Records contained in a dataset
........

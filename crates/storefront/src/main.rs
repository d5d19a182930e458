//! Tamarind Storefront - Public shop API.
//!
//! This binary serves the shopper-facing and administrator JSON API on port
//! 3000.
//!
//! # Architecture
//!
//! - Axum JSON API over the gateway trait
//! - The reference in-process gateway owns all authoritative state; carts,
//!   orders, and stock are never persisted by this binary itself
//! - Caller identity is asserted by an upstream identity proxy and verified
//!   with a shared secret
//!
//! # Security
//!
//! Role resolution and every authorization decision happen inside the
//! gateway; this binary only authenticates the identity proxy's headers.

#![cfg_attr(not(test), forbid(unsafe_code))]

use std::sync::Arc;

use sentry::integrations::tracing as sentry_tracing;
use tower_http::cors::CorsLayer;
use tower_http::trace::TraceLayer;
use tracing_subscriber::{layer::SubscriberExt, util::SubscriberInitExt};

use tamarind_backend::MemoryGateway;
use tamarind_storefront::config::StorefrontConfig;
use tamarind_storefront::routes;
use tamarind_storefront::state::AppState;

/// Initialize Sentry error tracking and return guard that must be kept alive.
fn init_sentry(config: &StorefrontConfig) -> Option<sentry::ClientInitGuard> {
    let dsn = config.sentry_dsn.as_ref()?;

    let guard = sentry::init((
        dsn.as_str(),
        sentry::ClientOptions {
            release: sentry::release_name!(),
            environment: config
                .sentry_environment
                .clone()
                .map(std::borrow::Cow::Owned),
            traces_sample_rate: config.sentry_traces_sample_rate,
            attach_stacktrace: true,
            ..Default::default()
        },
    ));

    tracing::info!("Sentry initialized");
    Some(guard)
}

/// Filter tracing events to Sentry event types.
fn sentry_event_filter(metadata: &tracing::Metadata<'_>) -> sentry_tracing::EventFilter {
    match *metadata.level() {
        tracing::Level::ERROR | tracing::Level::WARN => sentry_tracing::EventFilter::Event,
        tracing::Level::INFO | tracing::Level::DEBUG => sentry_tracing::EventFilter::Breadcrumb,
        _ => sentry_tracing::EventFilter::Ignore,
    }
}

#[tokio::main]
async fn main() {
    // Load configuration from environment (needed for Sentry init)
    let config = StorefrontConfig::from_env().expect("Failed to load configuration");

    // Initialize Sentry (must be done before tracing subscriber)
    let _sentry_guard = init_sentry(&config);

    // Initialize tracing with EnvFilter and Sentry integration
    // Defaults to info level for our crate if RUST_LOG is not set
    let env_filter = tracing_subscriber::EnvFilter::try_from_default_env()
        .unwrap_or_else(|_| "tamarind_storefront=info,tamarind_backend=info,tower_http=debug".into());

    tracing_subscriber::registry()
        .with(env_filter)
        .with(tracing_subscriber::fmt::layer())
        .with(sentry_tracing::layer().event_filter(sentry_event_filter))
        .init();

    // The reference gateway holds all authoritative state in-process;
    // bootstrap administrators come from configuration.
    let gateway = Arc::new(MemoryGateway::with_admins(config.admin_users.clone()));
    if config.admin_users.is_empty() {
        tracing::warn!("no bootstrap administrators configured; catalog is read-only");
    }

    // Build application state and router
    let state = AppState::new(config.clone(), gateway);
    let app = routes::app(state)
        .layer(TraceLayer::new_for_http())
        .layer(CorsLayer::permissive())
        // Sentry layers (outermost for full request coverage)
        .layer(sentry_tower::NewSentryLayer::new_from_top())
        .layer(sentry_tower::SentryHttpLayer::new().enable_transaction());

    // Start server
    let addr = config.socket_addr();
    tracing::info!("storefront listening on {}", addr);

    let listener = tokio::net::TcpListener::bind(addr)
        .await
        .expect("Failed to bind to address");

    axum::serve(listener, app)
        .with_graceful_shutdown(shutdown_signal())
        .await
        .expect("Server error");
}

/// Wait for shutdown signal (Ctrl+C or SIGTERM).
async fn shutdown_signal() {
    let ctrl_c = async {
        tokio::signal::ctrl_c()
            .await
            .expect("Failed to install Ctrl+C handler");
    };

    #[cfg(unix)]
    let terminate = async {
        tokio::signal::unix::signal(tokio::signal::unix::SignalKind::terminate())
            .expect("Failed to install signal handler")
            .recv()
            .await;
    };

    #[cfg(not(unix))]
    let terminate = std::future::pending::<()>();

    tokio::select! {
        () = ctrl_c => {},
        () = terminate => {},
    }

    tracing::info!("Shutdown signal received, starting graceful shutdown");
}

........

◆ Work instruction
Using the entries above, find all lines with "install". Copy them.

◆ Your solution
            .expect("Failed to install Ctrl+C handler");
            .expect("Failed to install signal handler")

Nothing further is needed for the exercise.